**Your goal:** Wherever the word "Debug" shows up in the data, report the line it sits in.

Records drawn from a dataset:
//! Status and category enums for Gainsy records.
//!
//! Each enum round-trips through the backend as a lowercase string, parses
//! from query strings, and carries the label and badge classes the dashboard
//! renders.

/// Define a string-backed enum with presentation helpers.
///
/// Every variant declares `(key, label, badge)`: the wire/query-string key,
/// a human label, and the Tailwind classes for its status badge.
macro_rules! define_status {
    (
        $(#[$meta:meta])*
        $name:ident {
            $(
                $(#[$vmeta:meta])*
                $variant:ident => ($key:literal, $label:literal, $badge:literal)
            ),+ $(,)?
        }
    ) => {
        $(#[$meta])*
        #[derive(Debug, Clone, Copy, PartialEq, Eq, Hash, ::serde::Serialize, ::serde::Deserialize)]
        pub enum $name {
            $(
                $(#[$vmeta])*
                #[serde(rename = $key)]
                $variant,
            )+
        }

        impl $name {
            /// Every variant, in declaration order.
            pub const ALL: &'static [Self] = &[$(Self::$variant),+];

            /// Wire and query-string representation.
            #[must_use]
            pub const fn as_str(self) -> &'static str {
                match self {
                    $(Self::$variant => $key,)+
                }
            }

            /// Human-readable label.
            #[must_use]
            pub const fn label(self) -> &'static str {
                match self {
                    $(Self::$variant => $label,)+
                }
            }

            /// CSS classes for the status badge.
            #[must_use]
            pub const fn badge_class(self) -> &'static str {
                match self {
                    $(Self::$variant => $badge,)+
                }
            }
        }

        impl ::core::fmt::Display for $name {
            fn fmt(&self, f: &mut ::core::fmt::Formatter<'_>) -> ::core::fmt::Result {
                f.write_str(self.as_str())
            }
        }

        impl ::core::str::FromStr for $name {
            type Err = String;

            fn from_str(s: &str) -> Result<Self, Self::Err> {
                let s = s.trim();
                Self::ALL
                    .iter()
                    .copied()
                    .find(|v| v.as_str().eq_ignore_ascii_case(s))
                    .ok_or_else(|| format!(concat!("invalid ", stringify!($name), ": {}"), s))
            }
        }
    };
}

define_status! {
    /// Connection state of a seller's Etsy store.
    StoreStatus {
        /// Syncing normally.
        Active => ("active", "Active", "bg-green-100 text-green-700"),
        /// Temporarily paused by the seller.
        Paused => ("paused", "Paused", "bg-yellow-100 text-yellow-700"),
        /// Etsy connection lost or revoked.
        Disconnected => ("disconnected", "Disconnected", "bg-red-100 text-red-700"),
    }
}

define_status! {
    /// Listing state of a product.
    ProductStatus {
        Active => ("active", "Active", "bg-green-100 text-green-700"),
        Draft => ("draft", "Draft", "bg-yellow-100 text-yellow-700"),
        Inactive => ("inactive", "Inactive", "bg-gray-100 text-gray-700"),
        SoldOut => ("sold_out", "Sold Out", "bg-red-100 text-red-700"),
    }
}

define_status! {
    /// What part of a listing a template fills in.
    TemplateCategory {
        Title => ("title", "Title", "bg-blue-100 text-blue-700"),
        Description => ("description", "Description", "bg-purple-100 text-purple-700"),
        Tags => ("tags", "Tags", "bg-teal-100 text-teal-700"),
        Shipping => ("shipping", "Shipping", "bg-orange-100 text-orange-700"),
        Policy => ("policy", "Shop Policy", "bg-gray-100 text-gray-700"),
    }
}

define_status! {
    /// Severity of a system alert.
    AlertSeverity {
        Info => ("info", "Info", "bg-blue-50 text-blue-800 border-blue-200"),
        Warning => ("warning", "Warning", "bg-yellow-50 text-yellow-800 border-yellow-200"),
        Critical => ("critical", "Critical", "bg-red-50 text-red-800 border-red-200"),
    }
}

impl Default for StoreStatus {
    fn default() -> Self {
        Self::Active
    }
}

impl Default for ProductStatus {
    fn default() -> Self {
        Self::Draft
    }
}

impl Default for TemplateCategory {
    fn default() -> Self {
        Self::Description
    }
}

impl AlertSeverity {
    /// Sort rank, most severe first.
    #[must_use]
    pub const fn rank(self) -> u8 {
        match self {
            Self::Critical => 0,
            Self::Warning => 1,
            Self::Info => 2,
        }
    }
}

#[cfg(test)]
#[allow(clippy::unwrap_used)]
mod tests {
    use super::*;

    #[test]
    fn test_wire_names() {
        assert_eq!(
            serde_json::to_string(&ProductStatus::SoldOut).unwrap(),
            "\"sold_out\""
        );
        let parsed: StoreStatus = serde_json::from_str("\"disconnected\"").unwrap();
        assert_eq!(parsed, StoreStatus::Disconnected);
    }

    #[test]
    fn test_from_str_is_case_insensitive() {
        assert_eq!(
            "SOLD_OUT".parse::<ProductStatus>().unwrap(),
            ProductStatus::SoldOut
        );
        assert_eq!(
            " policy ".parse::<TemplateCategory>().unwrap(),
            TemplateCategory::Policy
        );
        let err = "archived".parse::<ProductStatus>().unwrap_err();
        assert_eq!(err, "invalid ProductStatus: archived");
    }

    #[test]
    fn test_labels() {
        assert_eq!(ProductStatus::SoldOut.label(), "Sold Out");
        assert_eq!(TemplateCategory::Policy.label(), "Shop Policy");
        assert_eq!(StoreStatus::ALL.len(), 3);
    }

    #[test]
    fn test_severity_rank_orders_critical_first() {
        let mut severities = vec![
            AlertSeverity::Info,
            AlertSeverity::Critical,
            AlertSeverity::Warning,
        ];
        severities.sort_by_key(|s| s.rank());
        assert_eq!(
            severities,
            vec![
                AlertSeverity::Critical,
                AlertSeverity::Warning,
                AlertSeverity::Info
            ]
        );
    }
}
...
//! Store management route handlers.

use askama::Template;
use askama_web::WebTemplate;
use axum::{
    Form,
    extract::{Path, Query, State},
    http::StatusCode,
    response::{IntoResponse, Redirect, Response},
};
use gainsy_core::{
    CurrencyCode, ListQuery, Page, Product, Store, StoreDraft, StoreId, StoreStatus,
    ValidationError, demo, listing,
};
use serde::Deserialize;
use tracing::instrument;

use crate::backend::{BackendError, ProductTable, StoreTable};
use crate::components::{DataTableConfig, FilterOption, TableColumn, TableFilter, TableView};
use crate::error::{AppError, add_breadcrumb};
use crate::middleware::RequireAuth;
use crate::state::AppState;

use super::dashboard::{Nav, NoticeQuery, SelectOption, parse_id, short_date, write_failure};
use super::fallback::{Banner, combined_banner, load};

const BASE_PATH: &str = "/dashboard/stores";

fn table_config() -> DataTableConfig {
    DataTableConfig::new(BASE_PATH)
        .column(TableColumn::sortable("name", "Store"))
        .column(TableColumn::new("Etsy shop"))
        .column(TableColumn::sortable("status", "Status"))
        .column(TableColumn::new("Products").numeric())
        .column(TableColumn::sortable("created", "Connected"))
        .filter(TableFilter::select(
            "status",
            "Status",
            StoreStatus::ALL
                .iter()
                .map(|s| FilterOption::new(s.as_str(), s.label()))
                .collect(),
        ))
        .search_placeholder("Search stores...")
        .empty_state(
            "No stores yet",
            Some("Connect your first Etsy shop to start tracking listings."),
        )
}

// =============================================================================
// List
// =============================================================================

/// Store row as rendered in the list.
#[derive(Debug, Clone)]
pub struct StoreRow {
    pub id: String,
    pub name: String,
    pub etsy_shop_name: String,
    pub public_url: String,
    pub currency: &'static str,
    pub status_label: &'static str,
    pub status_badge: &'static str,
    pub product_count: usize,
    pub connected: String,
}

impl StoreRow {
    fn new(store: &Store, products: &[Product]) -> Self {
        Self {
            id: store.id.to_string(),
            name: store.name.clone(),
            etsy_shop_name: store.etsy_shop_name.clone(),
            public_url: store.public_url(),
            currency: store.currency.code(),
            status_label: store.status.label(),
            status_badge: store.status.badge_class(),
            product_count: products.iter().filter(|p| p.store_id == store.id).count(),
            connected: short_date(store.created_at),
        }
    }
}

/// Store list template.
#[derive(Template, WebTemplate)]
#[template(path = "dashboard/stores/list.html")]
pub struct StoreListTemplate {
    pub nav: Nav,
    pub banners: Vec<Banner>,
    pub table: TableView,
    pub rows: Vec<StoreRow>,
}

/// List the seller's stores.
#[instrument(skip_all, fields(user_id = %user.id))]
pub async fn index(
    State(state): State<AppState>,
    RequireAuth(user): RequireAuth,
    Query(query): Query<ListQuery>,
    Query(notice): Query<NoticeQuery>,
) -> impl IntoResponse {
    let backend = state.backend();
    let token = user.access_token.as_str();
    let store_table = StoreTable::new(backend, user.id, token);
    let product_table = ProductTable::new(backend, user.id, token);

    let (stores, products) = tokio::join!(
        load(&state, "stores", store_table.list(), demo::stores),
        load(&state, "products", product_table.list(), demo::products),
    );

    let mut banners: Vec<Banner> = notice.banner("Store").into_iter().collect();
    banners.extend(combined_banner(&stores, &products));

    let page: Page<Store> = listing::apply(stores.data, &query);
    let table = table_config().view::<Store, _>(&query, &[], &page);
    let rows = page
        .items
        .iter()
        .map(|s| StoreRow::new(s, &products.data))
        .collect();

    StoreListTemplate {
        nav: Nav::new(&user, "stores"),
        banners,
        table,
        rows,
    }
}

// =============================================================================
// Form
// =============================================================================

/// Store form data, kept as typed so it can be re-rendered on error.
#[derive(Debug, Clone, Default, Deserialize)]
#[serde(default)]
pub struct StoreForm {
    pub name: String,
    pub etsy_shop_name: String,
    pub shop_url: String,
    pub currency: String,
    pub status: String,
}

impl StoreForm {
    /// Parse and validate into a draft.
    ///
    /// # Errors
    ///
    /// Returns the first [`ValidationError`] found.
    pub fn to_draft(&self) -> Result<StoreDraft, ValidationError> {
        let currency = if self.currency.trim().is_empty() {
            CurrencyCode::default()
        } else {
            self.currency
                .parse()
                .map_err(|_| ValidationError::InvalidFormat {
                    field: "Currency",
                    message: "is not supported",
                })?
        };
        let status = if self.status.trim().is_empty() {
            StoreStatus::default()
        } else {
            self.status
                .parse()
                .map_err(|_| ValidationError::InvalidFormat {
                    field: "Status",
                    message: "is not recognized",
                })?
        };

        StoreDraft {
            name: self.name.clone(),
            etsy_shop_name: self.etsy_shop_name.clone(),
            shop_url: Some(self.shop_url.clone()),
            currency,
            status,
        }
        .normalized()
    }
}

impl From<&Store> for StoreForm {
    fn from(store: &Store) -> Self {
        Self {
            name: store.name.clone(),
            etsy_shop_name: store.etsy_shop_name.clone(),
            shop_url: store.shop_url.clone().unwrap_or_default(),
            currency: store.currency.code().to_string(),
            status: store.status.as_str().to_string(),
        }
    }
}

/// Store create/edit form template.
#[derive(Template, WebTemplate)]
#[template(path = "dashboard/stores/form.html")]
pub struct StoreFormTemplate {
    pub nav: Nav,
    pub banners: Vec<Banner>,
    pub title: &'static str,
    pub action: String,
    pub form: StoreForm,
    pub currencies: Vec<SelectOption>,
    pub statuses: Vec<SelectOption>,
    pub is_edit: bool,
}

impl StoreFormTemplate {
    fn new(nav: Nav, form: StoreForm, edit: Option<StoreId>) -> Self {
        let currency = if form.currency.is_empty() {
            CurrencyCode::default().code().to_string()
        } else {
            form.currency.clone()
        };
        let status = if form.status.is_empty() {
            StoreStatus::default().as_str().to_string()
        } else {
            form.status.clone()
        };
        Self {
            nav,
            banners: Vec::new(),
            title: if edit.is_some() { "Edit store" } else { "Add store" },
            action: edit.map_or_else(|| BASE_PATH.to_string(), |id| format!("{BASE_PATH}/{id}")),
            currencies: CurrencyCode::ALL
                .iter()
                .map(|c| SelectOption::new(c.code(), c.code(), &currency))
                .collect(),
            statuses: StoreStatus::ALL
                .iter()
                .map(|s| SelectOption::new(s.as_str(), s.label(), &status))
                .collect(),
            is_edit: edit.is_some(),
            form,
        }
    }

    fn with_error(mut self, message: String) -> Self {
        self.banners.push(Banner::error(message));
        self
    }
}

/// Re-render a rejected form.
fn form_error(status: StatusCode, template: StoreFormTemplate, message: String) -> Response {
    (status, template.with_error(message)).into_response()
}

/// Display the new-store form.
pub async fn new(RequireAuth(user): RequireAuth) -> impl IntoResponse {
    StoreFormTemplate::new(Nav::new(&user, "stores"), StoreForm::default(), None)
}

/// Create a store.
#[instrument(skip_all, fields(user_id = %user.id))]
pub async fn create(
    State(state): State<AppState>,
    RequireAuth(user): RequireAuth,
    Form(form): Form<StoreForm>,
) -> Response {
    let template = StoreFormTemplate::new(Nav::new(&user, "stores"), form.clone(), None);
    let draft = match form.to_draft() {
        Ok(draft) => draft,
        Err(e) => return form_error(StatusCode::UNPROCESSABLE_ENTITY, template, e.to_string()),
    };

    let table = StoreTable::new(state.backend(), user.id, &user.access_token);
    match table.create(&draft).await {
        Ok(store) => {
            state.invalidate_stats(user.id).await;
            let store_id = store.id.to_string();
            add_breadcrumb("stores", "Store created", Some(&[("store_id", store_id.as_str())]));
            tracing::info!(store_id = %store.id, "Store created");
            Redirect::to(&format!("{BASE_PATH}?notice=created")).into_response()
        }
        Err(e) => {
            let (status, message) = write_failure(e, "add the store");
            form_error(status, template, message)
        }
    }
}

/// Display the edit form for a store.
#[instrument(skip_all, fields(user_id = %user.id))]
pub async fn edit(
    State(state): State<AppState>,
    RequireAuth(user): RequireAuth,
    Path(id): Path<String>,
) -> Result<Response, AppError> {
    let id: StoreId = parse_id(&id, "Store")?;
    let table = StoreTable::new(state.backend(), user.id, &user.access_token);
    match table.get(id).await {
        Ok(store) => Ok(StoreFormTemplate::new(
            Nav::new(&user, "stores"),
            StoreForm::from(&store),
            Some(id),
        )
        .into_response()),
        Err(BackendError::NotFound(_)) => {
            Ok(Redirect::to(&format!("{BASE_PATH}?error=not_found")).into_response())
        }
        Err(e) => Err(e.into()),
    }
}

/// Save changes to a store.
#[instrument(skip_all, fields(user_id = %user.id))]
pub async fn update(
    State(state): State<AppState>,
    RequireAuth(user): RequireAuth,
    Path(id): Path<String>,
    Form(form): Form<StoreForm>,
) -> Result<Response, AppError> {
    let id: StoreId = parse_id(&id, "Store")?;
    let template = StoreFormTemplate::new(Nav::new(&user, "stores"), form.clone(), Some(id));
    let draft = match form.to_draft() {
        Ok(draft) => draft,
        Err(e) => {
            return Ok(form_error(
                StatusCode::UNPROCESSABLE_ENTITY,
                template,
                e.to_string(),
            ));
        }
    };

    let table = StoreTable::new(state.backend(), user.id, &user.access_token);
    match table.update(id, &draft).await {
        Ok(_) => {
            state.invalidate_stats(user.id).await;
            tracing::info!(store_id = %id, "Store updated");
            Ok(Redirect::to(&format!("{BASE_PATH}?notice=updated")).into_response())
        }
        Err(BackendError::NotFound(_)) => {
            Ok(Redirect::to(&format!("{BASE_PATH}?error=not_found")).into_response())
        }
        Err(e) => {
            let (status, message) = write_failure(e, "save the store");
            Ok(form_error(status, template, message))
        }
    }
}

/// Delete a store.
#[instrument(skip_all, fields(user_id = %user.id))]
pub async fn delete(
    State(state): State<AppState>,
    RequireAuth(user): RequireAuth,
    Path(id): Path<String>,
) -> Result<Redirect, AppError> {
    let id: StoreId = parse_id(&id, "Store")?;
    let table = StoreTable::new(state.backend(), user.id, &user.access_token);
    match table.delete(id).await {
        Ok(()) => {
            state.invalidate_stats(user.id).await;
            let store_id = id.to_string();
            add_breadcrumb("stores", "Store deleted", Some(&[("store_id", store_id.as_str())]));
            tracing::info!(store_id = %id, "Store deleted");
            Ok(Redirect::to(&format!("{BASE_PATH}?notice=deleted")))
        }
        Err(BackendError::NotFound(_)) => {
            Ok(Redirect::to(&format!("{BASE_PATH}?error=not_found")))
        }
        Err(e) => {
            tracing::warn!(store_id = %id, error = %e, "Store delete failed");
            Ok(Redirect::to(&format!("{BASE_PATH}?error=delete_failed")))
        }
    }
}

**Written solution:**
        #[derive(Debug, Clone, Copy, PartialEq, Eq, Hash, ::serde::Serialize, ::serde::Deserialize)]
#[derive(Debug, Clone)]
#[derive(Debug, Clone, Default, Deserialize)]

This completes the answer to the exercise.